Tirres completes his dialogical circle by presenting the ways Latino/a religious experience and scholarship can enrich pragmatists’ treatment of religious faith. Most importantly, Latin American and U.S. Latino/a thinkers have consistently highlighted the social dimensions of faith. They insist that the essence of the human person is not the autonomous individual, but a being in relationship to others. Indeed, these thinkers contend that “community is the birthplace of the self” (99). While Dewey’s focus on the formation of individual conscience and moral agency is important, it is equally important to bear in mind that human lives and moral responsibilities are inherently relational. Thus the social dimension of rituals is not necessarily autocratic and coercive, but can be a positive force for forming participants in solidarity with their fellow human beings. This possibility undercuts the generally antagonistic stance toward institutional religion in the writings of Dewey and other pragmatists. 

Latino/a theologians of the Americas have certainly been critical of institutional religious structures and practices. However, they do not dismiss them outright since they recognize that churches are comprised of communities of faith and not just organizations run by hierarchical leaders. Moreover, many pastoral leaders in Latino/a communities link faith practice with critical pedagogy in a manner similar to what Dewey considers the role of a teacher in the developmental process of learning. A number of Latin American and U.S. Latino/a theologians present reflections on pastoral leadership intended to develop faith communities in a manner akin to what Dewey advocates vis-à-vis the developmental process of education.
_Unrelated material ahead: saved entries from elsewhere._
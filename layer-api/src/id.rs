//! Identifier normalization and path-segment escaping.
//!
//! Layer identifiers are UUIDs. The service also hands them out as resource
//! references such as `layer:///apps/staging/<uuid>` or
//! `layer:///conversations/<uuid>`; both forms normalize to the bare UUID.

/// Byte offsets of the hyphens in an 8-4-4-4-12 UUID.
const HYPHENS: [usize; 4] = [8, 13, 18, 23];
const UUID_LEN: usize = 36;

/// Strip any resource-reference prefix and return the UUID, or `None` if the
/// remainder is not an 8-4-4-4-12 hexadecimal UUID (case-insensitive).
///
/// ```
/// use layer_api::id::normalize;
///
/// let id = "24f43c32-4d95-11e4-b3a2-0fd00000020d";
/// assert_eq!(normalize(id), Some(id));
/// assert_eq!(normalize(&format!("layer:///conversations/{id}")), Some(id));
/// assert_eq!(normalize("12345"), None);
/// ```
#[must_use]
pub fn normalize(value: &str) -> Option<&str> {
    if value.is_empty() {
        return None;
    }
    let tail = value.rsplit('/').next().unwrap_or(value);
    is_uuid(tail).then_some(tail)
}

/// Whether `s` has the 8-4-4-4-12 hexadecimal shape.
#[must_use]
pub fn is_uuid(s: &str) -> bool {
    s.len() == UUID_LEN
        && s.bytes().enumerate().all(|(i, b)| {
            if HYPHENS.contains(&i) {
                b == b'-'
            } else {
                b.is_ascii_hexdigit()
            }
        })
}

/// Percent-escape a value for use as a single URL path segment.
pub(crate) fn escape_segment(value: &str) -> String {
    // form-urlencoding leaves `*-._` alone and turns spaces into `+`; a
    // literal `+` is always emitted as `%2B`, so every `+` here was a space.
    url::form_urlencoded::byte_serialize(value.as_bytes())
        .collect::<String>()
        .replace('+', "%20")
}
//! Unified error types for the Layer API client.

use crate::types::Body;

/// Convenience alias used throughout the crate.
pub type Result<T> = std::result::Result<T, Error>;

/// Top-level error type for the Layer API client.
#[derive(Debug, thiserror::Error)]
pub enum Error {
    /// The client could not be constructed from the given settings.
    #[error("configuration: {0}")]
    Configuration(String),

    /// An argument passed to a resource method was invalid. Nothing was sent.
    #[error("{0}")]
    Validation(String),

    /// The service answered with a non-success status.
    #[error(transparent)]
    Response(#[from] ResponseError),

    /// The exchange could not be completed (connect failure, reset, timeout).
    #[error(transparent)]
    Transport(#[from] TransportError),
}

impl Error {
    /// HTTP status of a [`Response`](Self::Response) error.
    #[must_use]
    pub const fn status(&self) -> Option<u16> {
        match self {
            Self::Response(e) => Some(e.status),
            _ => None,
        }
    }

    /// Whether this error is a request timeout.
    #[must_use]
    pub const fn is_timeout(&self) -> bool {
        matches!(self, Self::Transport(e) if e.timed_out)
    }

    pub(crate) fn validation(msg: &str) -> Self {
        Self::Validation(msg.to_owned())
    }
}

/// The remote service rejected the request (status `>= 300`).
#[derive(Debug, Clone, PartialEq, thiserror::Error)]
#[error("response error: HTTP {status}")]
pub struct ResponseError {
    /// HTTP status code.
    pub status: u16,
    /// Response payload, parsed as JSON when possible.
    pub body: Body,
}

/// The request/response exchange could not be completed.
#[derive(Debug, thiserror::Error)]
#[error("{message}")]
pub struct TransportError {
    message: String,
    timed_out: bool,
    #[source]
    source: Option<reqwest::Error>,
    partial: Option<String>,
}

impl TransportError {
    pub(crate) fn new(message: impl Into<String>, source: reqwest::Error) -> Self {
        Self {
            message: message.into(),
            timed_out: false,
            source: Some(source),
            partial: None,
        }
    }

    pub(crate) fn timeout(message: impl Into<String>) -> Self {
        Self {
            message: message.into(),
            timed_out: true,
            source: None,
            partial: None,
        }
    }

    /// The request could not be put on the wire (e.g. an unencodable header).
    pub(crate) fn unsendable(message: impl Into<String>) -> Self {
        Self {
            message: message.into(),
            timed_out: false,
            source: None,
            partial: None,
        }
    }

    /// Attach text received before the failure. Empty text is dropped.
    pub(crate) fn with_partial(mut self, partial: String) -> Self {
        if !partial.is_empty() {
            self.partial = Some(partial);
        }
        self
    }

    /// Human-readable description.
    #[must_use]
    pub fn message(&self) -> &str {
        &self.message
    }

    /// Whether the configured timeout elapsed before the exchange completed.
    #[must_use]
    pub const fn is_timeout(&self) -> bool {
        self.timed_out
    }

    /// Underlying HTTP client error, if any.
    #[must_use]
    pub const fn cause(&self) -> Option<&reqwest::Error> {
        self.source.as_ref()
    }

    /// Response text received before the failure, if any.
    #[must_use]
    pub fn partial_response(&self) -> Option<&str> {
        self.partial.as_deref()
    }
}

#[cfg(test)]
mod tests {
    use super::*;

    #[test]
    fn timeout_is_classified_as_transport() {
        let err = Error::from(TransportError::timeout("request timeout after 0.05 seconds"));
        assert!(err.is_timeout());
        assert_eq!(err.status(), None);
        assert_eq!(err.to_string(), "request timeout after 0.05 seconds");
    }

    #[test]
    fn response_error_carries_status() {
        let err = Error::from(ResponseError {
            status: 404,
            body: Body::Text("missing".into()),
        });
        assert_eq!(err.status(), Some(404));
        assert!(!err.is_timeout());
        assert_eq!(err.to_string(), "response error: HTTP 404");
    }

    #[test]
    fn empty_partial_is_dropped() {
        let err = TransportError::timeout("t").with_partial(String::new());
        assert!(err.partial_response().is_none());
        let err = TransportError::timeout("t").with_partial("{\"id\":".into());
        assert_eq!(err.partial_response(), Some("{\"id\":"));
    }
}
//! Per-user block lists.

use serde_json::json;

use crate::error::Result;
use crate::transport::Transport;
use crate::types::Response;

use super::require_segment;

const OWNER: &str = "Owner ID is required";
const USER: &str = "User ID is required";

/// Block list operations. Obtain via [`Client::blocklist`](crate::Client::blocklist).
#[derive(Debug)]
pub struct Blocklist<'a, T> {
    transport: &'a T,
}

impl<'a, T: Transport> Blocklist<'a, T> {
    pub(super) const fn new(transport: &'a T) -> Self {
        Self { transport }
    }

    /// Retrieve the block list owned by `owner_id`.
    ///
    /// # Errors
    ///
    /// [`Error::Validation`](crate::Error::Validation) for an empty owner ID.
    pub async fn get(&self, owner_id: &str) -> Result<Response> {
        let owner = require_segment(owner_id, OWNER)?;
        self.transport.get(format!("/users/{owner}/blocks")).await
    }

    /// Add `user_id` to the owner's block list.
    ///
    /// # Errors
    ///
    /// [`Error::Validation`](crate::Error::Validation) for an empty ID.
    pub async fn block(&self, owner_id: &str, user_id: &str) -> Result<Response> {
        let owner = require_segment(owner_id, OWNER)?;
        require_segment(user_id, USER)?;
        self.transport
            .post(format!("/users/{owner}/blocks"), json!({"user_id": user_id}))
            .await
    }

    /// Remove `user_id` from the owner's block list.
    ///
    /// # Errors
    ///
    /// [`Error::Validation`](crate::Error::Validation) for an empty ID.
    pub async fn unblock(&self, owner_id: &str, user_id: &str) -> Result<Response> {
        let owner = require_segment(owner_id, OWNER)?;
        let user = require_segment(user_id, USER)?;
        self.transport
            .delete(format!("/users/{owner}/blocks/{user}"))
            .await
    }
}

#[cfg(test)]
mod tests {
    use super::*;
    use crate::client::mock::Recorder;
    use crate::types::Method;

    #[tokio::test]
    async fn escapes_unsafe_ids() {
        let client = Recorder::client();
        let b = client.blocklist();

        b.get("testing/bla*foo").await.expect("get");
        assert_eq!(client.transport().last().path(), "/users/testing%2Fbla*foo/blocks");

        b.block("owner", "a/b").await.expect("block");
        let op = client.transport().last();
        assert_eq!(op.method(), Method::Post);
        assert_eq!(op.path(), "/users/owner/blocks");
        assert_eq!(op.json(), Some(&json!({"user_id": "a/b"})));

        b.unblock("owner", "a/b").await.expect("unblock");
        let op = client.transport().last();
        assert_eq!(op.method(), Method::Delete);
        assert_eq!(op.path(), "/users/owner/blocks/a%2Fb");
    }

    #[tokio::test]
    async fn rejects_empty_ids() {
        let client = Recorder::client();
        let b = client.blocklist();
        assert_eq!(b.get("").await.expect_err("owner").to_string(), OWNER);
        assert_eq!(b.block("o", "").await.expect_err("user").to_string(), USER);
        assert_eq!(b.unblock("", "u").await.expect_err("owner").to_string(), OWNER);
        assert_eq!(client.transport().count(), 0);
    }
}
Some readers may dispute Tirres’ reading of particular claims in the thought of Dewey, Gebara, Goizueta, or the various other thinkers he examines. Nonetheless, he has clearly demonstrated that “popular ritual as a form of faith-in-action is not simply an expression of institutional religion, somatic engagement, or emotional stimulation. Rather, at its best, it is also an enculturated form of social praxis that widens the moral imagination through dialogical and prophetic forms of pedagogy” (198). The Aesthetics and Ethics of Faith admirably advances the significant conversation in liberationist thought and pastoral praxis about the relation between beauty and justice. Tirres has laid a solid foundation for what this reviewer hopes will be his ongoing exploration of this vital theme, and, above all, for his continuing scholarly investigations in religion and theology that bring important thinkers from across the American hemisphere into critical and mutually enriching conversation. 

Timothy Matovina is professor of theology and executive director of the Institute for Latino Studies at the University of Notre Dame. He is the author of Latino Catholicism: Transformation in America’s Largest Church (Princeton University Press, 2012). He can be reached at matovina.1@nd.edu.

A version of this review appeared in the June issue of the Journal of the American Academy of Religion.